Somewhere along my path of life I took a detour or two and now find myself the sole buyer for a large locksmith business located here in Colleyville, Texas. I buy for the main facility in Colleyville, three remote shops located throughout the Metroplex, 25 independent locksmiths driving company vans, and one large warehouse. All I wanted was a stress free little job to keep me occupied while I patiently wait for my "official retirement" on September 1, 2016. I went to work here as a temporary consultant helping to establish and install an inventory control system. The buyer for the company was an older guy....yes, even older than me. This guy got sick not long after I showed up. They asked if I would fill in until he returned. That was five years ago. I'm beginning to think he's not coming back. My days are so fast-paced I don't have time to buy in the industry approved methods. I have to get out there and find it fast...all day long....every day. This is why I have become a self-declared expert on Google. Anything I need to find can be found on the internet. Just type in those critical key words and everything you ever wanted to know comes barreling onto your screen with lightning speed. Those key words are cool. However, most companies have figured out if they use more and more key words the odds are you are going to see their site too...even if they have nothing at all to do with the item you're looking for. Several really big name stores practice this. I can Google "2-3/8" backset dead latch, early version Yale lock" and I know without a doubt that both Sears and Grainger stock that very part....unfortunately if you aren't a brilliant Googler like me you might spend an hour searching that site while seeing sales on anything from lingerie to lawnmowers. I understand. This is actually good marketing. The sites that really get to me are those that only demented dirty old men and teenage boys would search out. My advice is to never ever venture beyond the first page of listings. Seriously, does "See our HOT COLLEGE GIRLS playfully install a double cylinder Schlage deadbolt....NAKED" really need to be included in a professional search for locksmith parts?!

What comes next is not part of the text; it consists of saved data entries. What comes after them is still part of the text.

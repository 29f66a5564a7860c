use std::{
    fs::File,
    io::{BufRead, BufReader, BufWriter, Write},
};

/// `None` and `-` both mean the standard stream.
fn file_path(path: &Option<String>) -> Option<&str> {
    path.as_deref().filter(|p| *p != "-")
}

/// Input argument group.
#[derive(clap::Args, Debug)]
pub struct InputArgs {
    /// Input text file; "-" or absent reads stdin.
    #[clap(long, default_value = None)]
    pub input: Option<String>,
}

impl InputArgs {
    /// Name the input for log messages.
    pub fn describe(&self) -> &str {
        file_path(&self.input).unwrap_or("<stdin>")
    }

    /// Open a line reader for the input.
    pub fn open_reader(&self) -> Result<Box<dyn BufRead>, Box<dyn std::error::Error>> {
        Ok(match file_path(&self.input) {
            None => Box::new(BufReader::new(std::io::stdin().lock())),
            Some(p) => Box::new(BufReader::new(File::open(p)?)),
        })
    }
}

/// Output argument group.
#[derive(clap::Args, Debug)]
pub struct OutputArgs {
    /// Snapshot output file; "-" or absent writes stdout.
    #[clap(long, default_value = None)]
    pub output: Option<String>,
}

impl OutputArgs {
    /// Name the output for log messages.
    pub fn describe(&self) -> &str {
        file_path(&self.output).unwrap_or("<stdout>")
    }

    /// Open a writer for the output.
    pub fn open_writer(&self) -> Result<Box<dyn Write>, Box<dyn std::error::Error>> {
        Ok(match file_path(&self.output) {
            Some(p) => Box::new(BufWriter::new(File::create(p)?)),
            None => Box::new(BufWriter::new(std::io::stdout().lock())),
        })
    }
}
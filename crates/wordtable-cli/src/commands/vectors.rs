use std::io::Write;

use wordtable::{
    JsonSnapshot,
    vectors::io::{DuplicatePolicy, VectorReadOptions, VectorTextFormat, vectors_from_reader},
};

use crate::{
    input_output::{InputArgs, OutputArgs},
    logging::LogArgs,
};

/// Args for the vectors command.
#[derive(clap::Args, Debug)]
pub struct VectorsArgs {
    #[command(flatten)]
    input: InputArgs,

    #[command(flatten)]
    output: OutputArgs,

    #[clap(flatten)]
    pub logging: LogArgs,

    /// Line layout: "csv" (token,num num) or "whitespace" (token num num).
    #[arg(long, default_value = "csv")]
    format: VectorTextFormat,

    /// Skip a leading "count dim" header line.
    #[arg(long)]
    skip_header: bool,

    /// Keep the first vector for repeated tokens instead of failing.
    #[arg(long)]
    keep_first: bool,
}

impl VectorsArgs {
    pub fn run(&self) -> Result<(), Box<dyn std::error::Error>> {
        self.logging.setup_logging(2)?;

        let options = VectorReadOptions::default()
            .with_format(self.format)
            .with_skip_header(self.skip_header)
            .with_duplicates(if self.keep_first {
                DuplicatePolicy::KeepFirst
            } else {
                DuplicatePolicy::Error
            });

        log::info!("reading vectors: {}", self.input.describe());
        let table = vectors_from_reader(self.input.open_reader()?, &options, None)?;

        log::info!(
            "{} vectors of width {}; writing {}",
            table.len(),
            table.dim(),
            self.output.describe()
        );
        let mut writer = self.output.open_writer()?;
        table.save_json(&mut writer)?;
        writer.flush()?;

        Ok(())
    }
}
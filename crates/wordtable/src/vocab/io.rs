//! # Vocabulary Text IO
//!
//! Token files hold one token per line:
//! ```terminaloutput
//! token1
//! token2
//! ...
//! ```
//!
//! The vocabulary is built in the order tokens first appear in the file,
//! not by frequency.

use std::{
    fs::File,
    io::{BufRead, BufReader},
    path::Path,
};

use crate::{
    errors::WTResult,
    vocab::{FrequencyCounter, VocabBuild, VocabOptions},
};

/// Read token lines into a [`FrequencyCounter`].
///
/// Trailing whitespace is stripped; blank lines are skipped.
///
/// ## Arguments
/// * `reader` - the line reader.
pub fn read_token_lines<R: BufRead>(reader: R) -> WTResult<FrequencyCounter> {
    let mut counter = FrequencyCounter::new();
    for line in reader.lines() {
        let line = line?;
        let token = line.trim_end();
        if token.is_empty() {
            continue;
        }
        counter.add(token);
    }
    Ok(counter)
}

/// Build a vocabulary from a token-per-line reader.
///
/// ## Arguments
/// * `reader` - the line reader.
/// * `options` - the build options.
pub fn vocab_from_reader<R: BufRead>(
    reader: R,
    options: &VocabOptions,
) -> WTResult<VocabBuild> {
    let counter = read_token_lines(reader)?;
    log::info!("read {} distinct tokens", counter.len());
    options.build(counter.into_ordered_by_first_seen())
}

/// Build a vocabulary from a token-per-line file.
///
/// ## Arguments
/// * `path` - the path to the token file.
/// * `options` - the build options.
pub fn load_vocab_path<P: AsRef<Path>>(
    path: P,
    options: &VocabOptions,
) -> WTResult<VocabBuild> {
    let reader = BufReader::new(File::open(path)?);
    vocab_from_reader(reader, options)
}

I asked Debbie what I could do to get more readers on this site. Other than the obvious, "write something once in a while you idiot", she suggested I start using a few strong key words. So I wrote "Last night D...........

This portion has been CENSORED by the Department of Ethical Behavior Bossy In Excess (DEBBIE).

...whew, that was funny and used nearly every key word imaginable. The readership should grow like crazy now!"